In this highly informative and educational interview, we speak with Robyn Chuter from Empower Total Health about nutritional myths, the benefits of plant-based eating, the growth of the plant-based nutrition field, and more...
In this installment of our interview series, we're talking with Robyn Chuter. Robyn is a university-qualified naturopath, holding a Bachelor of Health Science from the University of New England, and a Diploma of Naturopathy from the Australasian College of Natural Therapies. Through her practice, Empower Total Health, Robyn employs a nutrition-based approach to help clients recover from chronic illness, and improve their health for life.
Hi Robyn! Thanks so much for doing this interview with us. Could you tell us a bit about yourself and your journey to plant-based eating?
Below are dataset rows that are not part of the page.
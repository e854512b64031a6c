//! QR-DQN agent implemented with candle.
use super::config::QrDqnConfig;
use crate::{
    checkpoint::{self, AgentState},
    explorer::{DqnExplorer, Greedy},
    model::{ActionValue, QNetwork, SubModel1},
    tensor_batch::TensorBatch,
    util::{arrayd_to_tensor, mean_std, quantile_huber_loss},
};
use anyhow::{Context, Result};
use candle_core::{Device, Tensor, D};
use crafter_core::{
    record::{Record, RecordValue},
    replay_buffer::{SlotId, TransitionBatch},
    Agent, Configurable, Env, ExperienceBufferBase, Observation, Policy, ReplayBufferBase,
    SeedContext,
};
use log::trace;
use rand::rngs::StdRng;
use serde::{de::DeserializeOwned, Serialize};
use std::{fmt::Debug, marker::PhantomData, path::Path};

/// Quantiles of the given action for each item.
///
/// `z` has shape `[batch, num_actions, num_quantiles]` and `act` holds `u32`
/// actions of shape `[batch]` or `[batch, 1]`. Returns `[batch, num_quantiles]`.
pub(crate) fn gather_quantiles(z: &Tensor, act: &Tensor) -> Result<Tensor> {
    let (batch_size, _, n) = z.dims3()?;
    let ix = act
        .reshape((batch_size, 1, 1))?
        .broadcast_as((batch_size, 1, n))?
        .contiguous()?;
    Ok(z.gather(&ix, 1)?.squeeze(1)?)
}

/// `reward + (1 - done) * discount * z_next` for each quantile, shape `[batch, num_quantiles]`.
pub(crate) fn quantile_target(
    reward: &Tensor,
    not_done: &Tensor,
    discount: f64,
    z_next: &Tensor,
) -> Result<Tensor> {
    let scale = not_done.affine(discount, 0.0)?.unsqueeze(1)?;
    Ok(reward
        .unsqueeze(1)?
        .broadcast_add(&z_next.broadcast_mul(&scale)?)?)
}

/// QR-DQN agent implemented with candle.
///
/// The return distribution of each action is modelled by `N` quantiles at
/// fractions `tau_j = (j + 0.5) / N`. The next action is the arg-max of the
/// online quantile means and the target network provides its quantiles. Each
/// predicted quantile regresses on `r + (1 - done) gamma^n z'_j` under the
/// quantile Huber loss. The mean absolute quantile error of each item is fed
/// back to a prioritized replay buffer.
pub struct QrDqn<E, Q, R>
where
    E: Env,
    Q: SubModel1<Input = Tensor, Output = Tensor>,
    Q::Config: DeserializeOwned + Serialize + Debug + PartialEq + Clone,
    R: ReplayBufferBase<Batch = TransitionBatch, SampleId = SlotId> + ExperienceBufferBase,
{
    qnet: QNetwork<Q>,
    qnet_tgt: QNetwork<Q>,
    batch_size: usize,
    discount: f64,
    kappa: f64,
    max_grad_norm: f64,
    min_transitions_warmup: usize,
    n_random_actions: usize,
    explorer: DqnExplorer,
    device: Device,
    train: bool,
    n_opts: usize,
    n_samples: usize,
    rng: StdRng,
    phantom: PhantomData<(E, R)>,
}

impl<E, Q, R> QrDqn<E, Q, R>
where
    E: Env,
    Q: SubModel1<Input = Tensor, Output = Tensor>,
    Q::Config: DeserializeOwned + Serialize + Debug + PartialEq + Clone,
    R: ReplayBufferBase<Batch = TransitionBatch, SampleId = SlotId> + ExperienceBufferBase,
{
    fn update_critic(&mut self, buffer: &mut R) -> Result<Record> {
        let batch = TensorBatch::from_batch(buffer.batch(self.batch_size)?, &self.device)?;

        let z_pred = gather_quantiles(&self.qnet.forward(&batch.obs)?, &batch.act)?;

        let z_tgt = {
            let z_next_online = ActionValue::Quantile(self.qnet.forward(&batch.next_obs)?.detach());
            let a_next = z_next_online.q_values()?.argmax_keepdim(D::Minus1)?;
            let z_next = gather_quantiles(&self.qnet_tgt.forward(&batch.next_obs)?.detach(), &a_next)?;
            quantile_target(&batch.reward, &batch.not_done, self.discount, &z_next)?.detach()
        };

        let (loss_items, td_abs) = quantile_huber_loss(&z_pred, &z_tgt, self.kappa)?;
        let loss = match &batch.weight {
            Some(w) => loss_items.mul(w)?.mean_all()?,
            None => loss_items.mean_all()?,
        };
        let grad_norm = self.qnet.backward_step(&loss, self.max_grad_norm)?;

        let td_abs = td_abs.to_vec1::<f32>()?;
        if batch.weight.is_some() {
            buffer.update_priority(&batch.ids, &td_abs);
        }
        self.n_opts += 1;

        let loss = loss.to_scalar::<f32>()?;
        let (q_mean, q_std) = mean_std(&z_pred.detach().mean(D::Minus1)?)?;
        let (target_mean, _) = mean_std(&z_tgt.mean(D::Minus1)?)?;
        let td_abs_mean = td_abs.iter().sum::<f32>() / td_abs.len().max(1) as f32;
        trace!("QrDqn::update_critic(): n_opts = {}, loss = {}", self.n_opts, loss);

        Ok(Record::from_slice(&[
            ("loss", RecordValue::Scalar(loss)),
            ("q_mean", RecordValue::Scalar(q_mean)),
            ("q_std", RecordValue::Scalar(q_std)),
            ("target_mean", RecordValue::Scalar(target_mean)),
            ("td_abs_mean", RecordValue::Scalar(td_abs_mean)),
            ("grad_norm", RecordValue::Scalar(grad_norm as f32)),
            ("epsilon", RecordValue::Scalar(self.explorer.epsilon() as f32)),
        ]))
    }

    fn forward_obs(qnet: &QNetwork<Q>, obs: &Observation, device: &Device) -> Result<ActionValue> {
        let obs = arrayd_to_tensor::<f32, f32>(obs, true, device)?;
        Ok(ActionValue::Quantile(qnet.forward(&obs)?))
    }

    /// Quantiles of the online network for a single observation,
    /// shape `[1, num_actions, num_quantiles]`.
    pub fn action_values(&self, obs: &Observation) -> Result<ActionValue> {
        Self::forward_obs(&self.qnet, obs, &self.device)
    }

    /// Quantiles of the target network for a single observation.
    pub fn target_action_values(&self, obs: &Observation) -> Result<ActionValue> {
        Self::forward_obs(&self.qnet_tgt, obs, &self.device)
    }

    /// Number of optimization steps so far.
    pub fn n_opts(&self) -> usize {
        self.n_opts
    }
}

impl<E, Q, R> Configurable for QrDqn<E, Q, R>
where
    E: Env,
    Q: SubModel1<Input = Tensor, Output = Tensor>,
    Q::Config: DeserializeOwned + Serialize + Debug + PartialEq + Clone,
    R: ReplayBufferBase<Batch = TransitionBatch, SampleId = SlotId> + ExperienceBufferBase,
{
    type Config = QrDqnConfig<Q>;

    fn build(config: Self::Config) -> Result<Self> {
        let device = Device::try_from(config.device.unwrap_or(crate::Device::Cpu))
            .context("failed to open the device of QR-DQN agent")?;
        let seeds = SeedContext::new(config.seed);
        let mut qnet = QNetwork::build(config.model_config.clone(), device.clone())?;
        qnet.reinit(&mut seeds.rng("qnet"))?;
        let mut qnet_tgt = QNetwork::build(config.model_config, device.clone())?;
        qnet_tgt.copy_from(&qnet)?;

        Ok(QrDqn {
            qnet,
            qnet_tgt,
            batch_size: config.batch_size,
            discount: config.gamma.powi(config.n_step.max(1) as i32),
            kappa: config.kappa,
            max_grad_norm: config.max_grad_norm,
            min_transitions_warmup: config.min_transitions_warmup,
            n_random_actions: config.n_random_actions,
            explorer: config.explorer,
            device,
            train: false,
            n_opts: 0,
            n_samples: 0,
            rng: seeds.rng("explorer"),
            phantom: PhantomData,
        })
    }
}

impl<E, Q, R> Policy<E> for QrDqn<E, Q, R>
where
    E: Env,
    Q: SubModel1<Input = Tensor, Output = Tensor>,
    Q::Config: DeserializeOwned + Serialize + Debug + PartialEq + Clone,
    R: ReplayBufferBase<Batch = TransitionBatch, SampleId = SlotId> + ExperienceBufferBase,
{
    fn sample(&mut self, obs: &Observation) -> Result<usize> {
        let av = self.action_values(obs)?;
        let act = if self.train {
            let force_random = self.n_samples < self.n_random_actions;
            self.n_samples += 1;
            self.explorer.action(&av, &mut self.rng, force_random)?
        } else {
            Greedy.action(&av)?
        };
        act.first().copied().context("no action for the observation")
    }
}

impl<E, Q, R> Agent<E, R> for QrDqn<E, Q, R>
where
    E: Env,
    Q: SubModel1<Input = Tensor, Output = Tensor>,
    Q::Config: DeserializeOwned + Serialize + Debug + PartialEq + Clone,
    R: ReplayBufferBase<Batch = TransitionBatch, SampleId = SlotId> + ExperienceBufferBase,
{
    fn train(&mut self) {
        self.train = true;
    }

    fn eval(&mut self) {
        self.train = false;
    }

    fn is_train(&self) -> bool {
        self.train
    }

    fn opt_with_record(&mut self, buffer: &mut R) -> Result<Option<Record>> {
        if buffer.len() < self.batch_size.max(self.min_transitions_warmup) {
            return Ok(None);
        }
        Ok(Some(self.update_critic(buffer)?))
    }

    fn sync_target(&mut self) -> Result<()> {
        self.qnet_tgt.copy_from(&self.qnet)
    }

    fn save_params(&self, path: &Path) -> Result<()> {
        let state = AgentState {
            n_opts: self.n_opts,
            explorer_t: self.explorer.t(),
        };
        checkpoint::save(path, &self.qnet, &self.qnet_tgt, &state)
    }

    fn load_params(&mut self, path: &Path) -> Result<()> {
        let state = checkpoint::load(path, &mut self.qnet, &mut self.qnet_tgt)?;
        self.n_opts = state.n_opts;
        self.explorer.set_t(state.explorer_t);
        Ok(())
    }
}

#[cfg(test)]
mod tests {
    use super::*;

    #[test]
    fn test_gather_quantiles() -> Result<()> {
        let dev = candle_core::Device::Cpu;
        // [batch = 2, actions = 3, quantiles = 2]
        let z = Tensor::new(
            &[
                [[0f32, 1.0], [2.0, 3.0], [4.0, 5.0]],
                [[6.0, 7.0], [8.0, 9.0], [10.0, 11.0]],
            ],
            &dev,
        )?;
        let act = Tensor::new(&[2u32, 0], &dev)?;
        let zs = gather_quantiles(&z, &act)?.to_vec2::<f32>()?;
        assert_eq!(zs, vec![vec![4.0, 5.0], vec![6.0, 7.0]]);

        // keepdim actions from arg-max are accepted as well
        let act = ActionValue::Quantile(z.clone()).q_values()?.argmax_keepdim(D::Minus1)?;
        let zs = gather_quantiles(&z, &act)?.to_vec2::<f32>()?;
        assert_eq!(zs, vec![vec![4.0, 5.0], vec![10.0, 11.0]]);
        Ok(())
    }

    #[test]
    fn test_quantile_target() -> Result<()> {
        // r + (1 - done) gamma^n z'_j for each quantile
        let dev = candle_core::Device::Cpu;
        let reward = Tensor::new(&[1f32, 2.0], &dev)?;
        let not_done = Tensor::new(&[1f32, 0.0], &dev)?;
        let z_next = Tensor::new(&[[1f32, 3.0], [5.0, 7.0]], &dev)?;
        let z_tgt = quantile_target(&reward, &not_done, 0.5, &z_next)?;
        assert_eq!(z_tgt.to_vec2::<f32>()?, vec![vec![1.5, 2.5], vec![2.0, 2.0]]);

        // identical distributions cost nothing
        let (loss, td_abs) = quantile_huber_loss(&z_tgt, &z_tgt, 1.0)?;
        assert_eq!(loss.to_vec1::<f32>()?, vec![0.0, 0.0]);
        assert_eq!(td_abs.to_vec1::<f32>()?, vec![0.0, 0.0]);
        Ok(())
    }
}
At the age of 15, I decided to stop eating animals because I realised that I was being a complete hypocrite in calling myself an animal lover, but continuing to eat certain animals. I didn’t announce my decision to my family, because I was afraid they wouldn’t support me. It took them about 3 months to figure out that I was no longer eating meat, poultry or seafood (our family dog figured it out pretty quickly though, as she was the beneficiary of all my uneaten chops, steak and drumsticks!). Luckily for me, my mother’s father - whom I never met - was a Seventh Day Adventist and a lifelong vegetarian, so it turned out that my mother, at least, wasn’t as freaked out by my decision as I’d feared.
I must admit I was a terrible vegetarian for the first few years. I cut out meat and poultry but largely replaced them with dairy products, eggs and processed foods. Consequently, my health went downhill pretty rapidly – I gained weight, had terrible acne, and suffered from chronic sore throats, headache and fatigue.
By my late teens I’d become seriously interested in health and nutrition, and I decided to become a naturopath so that I could learn how to improve my own health, and help others get their own health back too.
I was extremely fortunate that my very first nutrition lecturer at naturopathic college ate a 100% wholefood plant-based diet himself, and was incredibly knowledgeable about plant-based nutrition. I began incorporating a lot more fruit, vegetables, whole grains and legumes into my diet, and cutting way back on dairy, eggs and processed foods. The results were dramatic – I lost weight, my skin cleared up and my energy level skyrocketed. That was enough to sell me on the benefits of a wholefood plant-based diet.
Over the ensuing years, I learned more and more about the link between consumption of animal products and chronic disease, including the type 2 diabetes that plagues both sides of my family. Along with my husband and 2 children, I decided to go completely vegan in 2005, motivated by ethical, environmental and health considerations.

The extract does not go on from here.